Personal information
- Full name: Keelin Winters Pattillo
- Birth name: Keelin Mary Winters
- Date of birth: December 9, 1988 (age 37)
- Place of birth: Cleveland, Ohio, United States
- Height: 5 ft 8 in (1.73 m)
- Position: Defensive midfielder

Youth career
- 2001–2004: Mustang Blast
- 2004–2007: Real Colorado

College career
- Years: Team / Apps / (Gls)
- 2007–2010: Portland Pilots

Senior career*
- Years: Team / Apps / (Gls)
- 2006–2008: Colorado Rush / 16 / (2)
- 2011: Boston Breakers / 19 / (4)
- 2012: Seattle Sounders / 8 / (1)
- 2012: 1. FFC Turbine Potsdam / 9 / (2)
- 2013–2016: Seattle Reign FC / 87 / (6)
- 2014–2016: → Western Sydney Wanderers (loan) / 23 / (7)

International career
- 2008: United States U20
- 2010–2011: United States U23

= Keelin Winters =

Association football player (born 1988)

Keelin Winters Pattillo (born Keelin Mary Winters; December 9, 1988) is an American retired soccer defensive midfielder who last played for the Seattle Reign FC of the National Women's Soccer League (NWSL), a team she captained to two consecutive NWSL Shield wins. She previously played for 1. FFC Turbine Potsdam in the Frauen-Bundesliga, Boston Breakers in Women's Professional Soccer, the Seattle Sounders of the American USL W-League, and Western Sydney Wanderers in the Australian W-League With Turbine Potsdam, she competed in three games of the 2012–13 UEFA Women's Champions League helping lift the team to the Round of 16. She played collegiate soccer for the University of Portland and was named West Coast Conference (WCC) Player of the Year in 2010.

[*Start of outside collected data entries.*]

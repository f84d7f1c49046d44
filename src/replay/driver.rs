//! The replay driver: pumps market events through the engine under a
//! selectable time model and fans results out to registered listeners.

use super::generator::{GeneratorConfig, GeneratorError, MarketEvent, PoissonOrderGenerator};
use crate::order::{Order, Trade};
use crate::orderbook::{BookSnapshot, OrderBook};
use crate::units::{Price, Qty};
use serde::Serialize;
use std::cell::RefCell;
use std::rc::Rc;
use std::sync::Arc;
use std::sync::atomic::{AtomicBool, Ordering};
use std::time::{Duration, Instant};
use tracing::{debug, info};

/// Invoked after each new-order event with the submitted order and the
/// trades it generated.
pub type OrderListener = Box<dyn FnMut(&Order, &[Trade])>;

/// Invoked once per trade generated by replayed events.
pub type TradeListener = Box<dyn FnMut(&Trade)>;

/// Invoked on each periodic book snapshot.
pub type SnapshotListener = Box<dyn FnMut(&BookSnapshot)>;

/// Cooperative stop flag for a running replay.
///
/// The driver polls the flag at the top of each event iteration, so a stop
/// always observes the engine in a consistent state.
#[derive(Clone, Default)]
pub struct StopHandle(Arc<AtomicBool>);

impl StopHandle {
    pub fn stop(&self) {
        self.0.store(true, Ordering::Relaxed);
    }

    pub fn is_stopped(&self) -> bool {
        self.0.load(Ordering::Relaxed)
    }
}

/// Totals reported at the end of a replay run.
#[derive(Debug, Clone, Serialize)]
pub struct ReplaySummary {
    pub orders_processed: u64,
    pub cancels_processed: u64,
    pub total_trades: u64,
    pub total_volume: Qty,
    pub final_mid_price: Option<Price>,
    pub final_spread: Option<Price>,
}

/// Replays market events (synthetic or historical) through the matching
/// engine.
///
/// The speed multiplier selects the time model:
/// - `0.0` — tick-by-tick: events run back-to-back with no waits
/// - `1.0` — real time: sleep until the wall clock reaches each event's
///   simulated timestamp
/// - any other positive value — accelerated (or slowed) by that factor
///
/// Control flow is single-threaded cooperative: every listener runs to
/// completion before the next event is processed.
pub struct ReplayDriver {
    book: Rc<RefCell<OrderBook>>,
    speed_multiplier: f64,
    snapshot_depth: usize,
    order_listeners: Vec<OrderListener>,
    trade_listeners: Vec<TradeListener>,
    snapshot_listeners: Vec<SnapshotListener>,
    stop: StopHandle,
}

impl ReplayDriver {
    /// Create a driver over a shared book with the given speed multiplier.
    pub fn new(book: Rc<RefCell<OrderBook>>, speed_multiplier: f64) -> Self {
        Self {
            book,
            speed_multiplier: speed_multiplier.max(0.0),
            snapshot_depth: 10,
            order_listeners: Vec::new(),
            trade_listeners: Vec::new(),
            snapshot_listeners: Vec::new(),
            stop: StopHandle::default(),
        }
    }

    /// Set the number of levels per side captured in periodic snapshots.
    pub fn with_snapshot_depth(mut self, depth: usize) -> Self {
        self.snapshot_depth = depth;
        self
    }

    /// Register a callback for new-order events.
    pub fn register_order_listener(&mut self, listener: impl FnMut(&Order, &[Trade]) + 'static) {
        self.order_listeners.push(Box::new(listener));
    }

    /// Register a callback for trades generated by replayed events.
    pub fn register_trade_listener(&mut self, listener: impl FnMut(&Trade) + 'static) {
        self.trade_listeners.push(Box::new(listener));
    }

    /// Register a callback for periodic book snapshots.
    pub fn register_snapshot_listener(&mut self, listener: impl FnMut(&BookSnapshot) + 'static) {
        self.snapshot_listeners.push(Box::new(listener));
    }

    /// A handle that stops the replay from a listener (or anywhere else).
    pub fn stop_handle(&self) -> StopHandle {
        self.stop.clone()
    }

    /// Request a cooperative stop of the running replay.
    pub fn stop(&self) {
        self.stop.stop();
    }

    /// Generate a synthetic stream and replay it.
    pub fn replay_synthetic(
        &mut self,
        config: GeneratorConfig,
        duration_secs: f64,
        snapshot_interval_secs: f64,
    ) -> Result<ReplaySummary, GeneratorError> {
        let generator = PoissonOrderGenerator::new(config, duration_secs)?;
        Ok(self.replay_events(generator, snapshot_interval_secs))
    }

    /// Replay an arbitrary event stream (historical or synthetic).
    ///
    /// Snapshots fire on the simulated clock every `snapshot_interval_secs`
    /// (pass a non-positive interval to disable them), so tick-by-tick
    /// replays see the same snapshot cadence as timed ones.
    pub fn replay_events(
        &mut self,
        events: impl IntoIterator<Item = MarketEvent>,
        snapshot_interval_secs: f64,
    ) -> ReplaySummary {
        let wall_start = Instant::now();
        let mut orders_processed = 0u64;
        let mut cancels_processed = 0u64;
        let mut next_snapshot_secs = 0.0f64;
        let snapshots_enabled = snapshot_interval_secs > 0.0;

        info!(
            "replay starting: speed={} snapshot_interval={}s",
            self.speed_multiplier, snapshot_interval_secs
        );

        for event in events {
            if self.stop.is_stopped() {
                debug!("replay stopped cooperatively");
                break;
            }

            let sim_secs = event.timestamp() as f64 / 1e9;

            if self.speed_multiplier > 0.0 {
                let target_secs = sim_secs / self.speed_multiplier;
                let elapsed_secs = wall_start.elapsed().as_secs_f64();
                if target_secs > elapsed_secs {
                    std::thread::sleep(Duration::from_secs_f64(target_secs - elapsed_secs));
                }
            }

            match event {
                MarketEvent::New { order } => {
                    let submitted = order.clone();
                    let report = self.book.borrow_mut().add_order(order);
                    orders_processed += 1;
                    for listener in &mut self.order_listeners {
                        listener(&submitted, &report.trades);
                    }
                    for trade in &report.trades {
                        for listener in &mut self.trade_listeners {
                            listener(trade);
                        }
                    }
                }
                MarketEvent::Cancel { order_id, .. } => {
                    self.book.borrow_mut().cancel_order(&order_id);
                    cancels_processed += 1;
                }
            }

            if snapshots_enabled && sim_secs >= next_snapshot_secs {
                let snapshot = self.book.borrow().get_snapshot(self.snapshot_depth);
                for listener in &mut self.snapshot_listeners {
                    listener(&snapshot);
                }
                while next_snapshot_secs <= sim_secs {
                    next_snapshot_secs += snapshot_interval_secs;
                }
            }
        }

        let book = self.book.borrow();
        let summary = ReplaySummary {
            orders_processed,
            cancels_processed,
            total_trades: book.total_trades(),
            total_volume: book.total_volume(),
            final_mid_price: book.mid_price(),
            final_spread: book.spread(),
        };
        info!(
            "replay finished: {} orders, {} cancels, {} trades",
            summary.orders_processed, summary.cancels_processed, summary.total_trades
        );
        summary
    }
}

Winters represented the United States on the U-20 and U-23 national teams. She was a member of the senior national team's player pool and was allocated by U.S. Soccer during the NWSL Player Allocation, but did not play during an official international match. In 2008, Winters captained the U-20 team to win gold at the 2008 FIFA U-20 Women's World Cup in Chile and scored the game-winning goal in the quarterfinal match against England.

==Early life==
Winters was born in Cleveland, Ohio to parents Brian and Julie Winters. She has five siblings: Cara, Brendan, Kevin, Meghan and Ryan. Her father played nine years in the NBA for the Los Angeles Lakers and Milwaukee Bucks and later went on to coach in both the NBA and WNBA.

Winters played one year of high school soccer at Carondelet High School in Concord, California before moving to Colorado and joining Regis Jesuit High School where she was named the team's most valuable player (MVP) all four years. Winters earned first team all-state honors from 2006 to 2007 and all-state honorable mention honors in 2005. As a freshman, she helped Carondelet reach the 2003 North Coast Section finals. She played for a regional team in the Olympic Development Program (ODP) in 2005 as well as the Colorado State Team from 2004 to 2006.

===University of Portland, 2007–2010===
Winters attended the University of Portland where she played for the Pilots from 2007 to 2010. In 2007, she played a total of 1,457 minutes. She was named Soccer Buzz First Team Freshman All-America, West Coast Conference (WCC) Freshman of the Year, Soccer Buzz All-West Region Second Team, All-WCC Second Team and Nike Portland Invitational Defensive MVP. She was twice named to the National Team of the Week.

In 2008, Winters missed five games, including all playoff matches, while training and playing at the FIFA U-20 Women's World Cup. She was named All-WCC honorable mention. In 2009, Winters started all 23 games for the Pilots, scored two goals and recorded two assists while co-captaining the team. She was named to the NSCAA Scholar All-West Region Second Team, West Coast Conference (WCC) All-Academic First Team, and All-WCC Second Team. In 2010, she was named WCC Player of the Year.

==Playing career==

===Club===

====Boston Breakers, 2011====
Winters was selected in the first round of the 2011 WPS Draft by the Boston Breakers. She scored her first goal in the 22nd minute of her professional debut during the Breakers' 4–1 win over the Atlanta Beat on April 9, 2011. During the 2011 WPS regular season, she recorded three goals and two assists while starting in 18 of the 19 games in which she played. Winters helped the Breakers to the playoffs where she scored the team's lone goal during the 3–1 loss to magicJack. Her season performance earned her a nomination for the WPS Rookie of the Year Award. The WPS suspended operations in early 2012.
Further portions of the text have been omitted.